═══ Given records ═══

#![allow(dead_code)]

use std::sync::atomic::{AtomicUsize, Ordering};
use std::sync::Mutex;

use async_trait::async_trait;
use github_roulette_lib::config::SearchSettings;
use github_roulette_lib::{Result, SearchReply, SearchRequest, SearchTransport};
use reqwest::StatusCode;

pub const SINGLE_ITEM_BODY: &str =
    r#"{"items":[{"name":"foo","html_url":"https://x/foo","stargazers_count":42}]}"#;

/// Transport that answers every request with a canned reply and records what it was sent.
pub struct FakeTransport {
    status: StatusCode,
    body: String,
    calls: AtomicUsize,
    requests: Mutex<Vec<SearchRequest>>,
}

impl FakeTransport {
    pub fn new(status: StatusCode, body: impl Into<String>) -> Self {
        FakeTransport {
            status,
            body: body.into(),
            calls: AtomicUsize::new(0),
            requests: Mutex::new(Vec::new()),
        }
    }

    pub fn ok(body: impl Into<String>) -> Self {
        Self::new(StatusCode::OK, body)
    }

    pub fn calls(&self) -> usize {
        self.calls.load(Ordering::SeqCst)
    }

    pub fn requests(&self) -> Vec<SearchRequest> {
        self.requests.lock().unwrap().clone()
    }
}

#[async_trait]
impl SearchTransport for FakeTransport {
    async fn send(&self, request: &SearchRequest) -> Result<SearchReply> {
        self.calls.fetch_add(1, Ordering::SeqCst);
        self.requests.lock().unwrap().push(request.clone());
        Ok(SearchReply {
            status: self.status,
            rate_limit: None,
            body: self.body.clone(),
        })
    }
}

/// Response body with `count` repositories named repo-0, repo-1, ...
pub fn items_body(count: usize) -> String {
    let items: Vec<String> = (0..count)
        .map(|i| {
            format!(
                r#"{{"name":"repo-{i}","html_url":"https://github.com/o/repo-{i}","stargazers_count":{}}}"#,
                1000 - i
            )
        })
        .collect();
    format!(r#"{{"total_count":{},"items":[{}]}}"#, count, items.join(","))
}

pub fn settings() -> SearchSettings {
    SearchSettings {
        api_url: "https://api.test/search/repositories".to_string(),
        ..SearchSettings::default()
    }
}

═══

• _Work required_
Filter the entries above down to the lines containing the word "format".

• _Expected output_
            format!(
    format!(r#"{{"total_count":{},"items":[{}]}}"#, count, items.join(","))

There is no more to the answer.